EXERCISE OBJECTIVE ->
Go through the entries below and copy every line that holds the word "entry".

[TASK DATA — start]

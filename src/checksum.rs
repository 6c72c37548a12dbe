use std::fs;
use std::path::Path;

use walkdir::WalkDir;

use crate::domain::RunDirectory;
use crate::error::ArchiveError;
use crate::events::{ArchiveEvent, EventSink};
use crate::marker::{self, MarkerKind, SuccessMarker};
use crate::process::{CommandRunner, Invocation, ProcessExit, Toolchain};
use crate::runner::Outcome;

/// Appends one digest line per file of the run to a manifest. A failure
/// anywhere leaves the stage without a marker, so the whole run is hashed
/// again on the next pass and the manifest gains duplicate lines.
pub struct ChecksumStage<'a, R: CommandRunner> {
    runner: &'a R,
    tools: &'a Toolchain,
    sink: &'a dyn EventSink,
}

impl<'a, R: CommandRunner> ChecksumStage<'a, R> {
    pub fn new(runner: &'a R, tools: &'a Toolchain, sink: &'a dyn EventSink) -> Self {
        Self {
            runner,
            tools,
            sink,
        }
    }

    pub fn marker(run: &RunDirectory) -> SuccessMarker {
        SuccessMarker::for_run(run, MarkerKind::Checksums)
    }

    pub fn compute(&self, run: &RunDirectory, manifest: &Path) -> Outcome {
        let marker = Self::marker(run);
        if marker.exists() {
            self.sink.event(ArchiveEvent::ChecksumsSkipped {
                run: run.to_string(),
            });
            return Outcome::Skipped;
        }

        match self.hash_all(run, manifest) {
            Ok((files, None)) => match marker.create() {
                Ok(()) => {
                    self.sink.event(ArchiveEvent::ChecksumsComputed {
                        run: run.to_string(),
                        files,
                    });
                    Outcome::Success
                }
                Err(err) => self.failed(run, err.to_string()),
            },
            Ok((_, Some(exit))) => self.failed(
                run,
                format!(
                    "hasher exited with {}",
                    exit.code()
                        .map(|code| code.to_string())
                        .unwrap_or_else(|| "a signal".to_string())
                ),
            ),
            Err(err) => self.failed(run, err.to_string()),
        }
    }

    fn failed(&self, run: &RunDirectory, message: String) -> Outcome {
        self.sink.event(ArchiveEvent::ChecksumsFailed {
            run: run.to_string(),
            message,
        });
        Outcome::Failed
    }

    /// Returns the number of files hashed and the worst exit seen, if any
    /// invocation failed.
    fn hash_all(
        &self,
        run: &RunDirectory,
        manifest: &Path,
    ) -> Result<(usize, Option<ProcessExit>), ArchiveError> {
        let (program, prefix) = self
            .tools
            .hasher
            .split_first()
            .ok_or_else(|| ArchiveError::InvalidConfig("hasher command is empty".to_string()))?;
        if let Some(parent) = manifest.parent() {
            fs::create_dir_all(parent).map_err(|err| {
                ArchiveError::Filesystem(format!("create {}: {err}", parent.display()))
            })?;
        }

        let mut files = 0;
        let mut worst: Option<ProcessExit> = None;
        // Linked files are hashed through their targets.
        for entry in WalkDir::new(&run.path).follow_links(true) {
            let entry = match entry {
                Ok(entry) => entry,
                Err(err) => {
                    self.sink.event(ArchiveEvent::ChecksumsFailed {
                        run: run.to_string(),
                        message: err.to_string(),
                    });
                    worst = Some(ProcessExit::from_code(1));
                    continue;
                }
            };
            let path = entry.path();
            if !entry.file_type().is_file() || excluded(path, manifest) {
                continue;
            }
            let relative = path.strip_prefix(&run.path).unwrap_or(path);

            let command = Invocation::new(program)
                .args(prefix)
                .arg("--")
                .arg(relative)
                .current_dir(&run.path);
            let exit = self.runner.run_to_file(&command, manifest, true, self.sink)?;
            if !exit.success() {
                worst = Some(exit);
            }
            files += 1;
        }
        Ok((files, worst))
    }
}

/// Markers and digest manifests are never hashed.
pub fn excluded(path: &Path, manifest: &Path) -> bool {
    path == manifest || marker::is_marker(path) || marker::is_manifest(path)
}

[TASK DATA — finish]

EXERCISE RESULT ->
        for entry in WalkDir::new(&run.path).follow_links(true) {
            let entry = match entry {
                Ok(entry) => entry,
            let path = entry.path();
            if !entry.file_type().is_file() || excluded(path, manifest) {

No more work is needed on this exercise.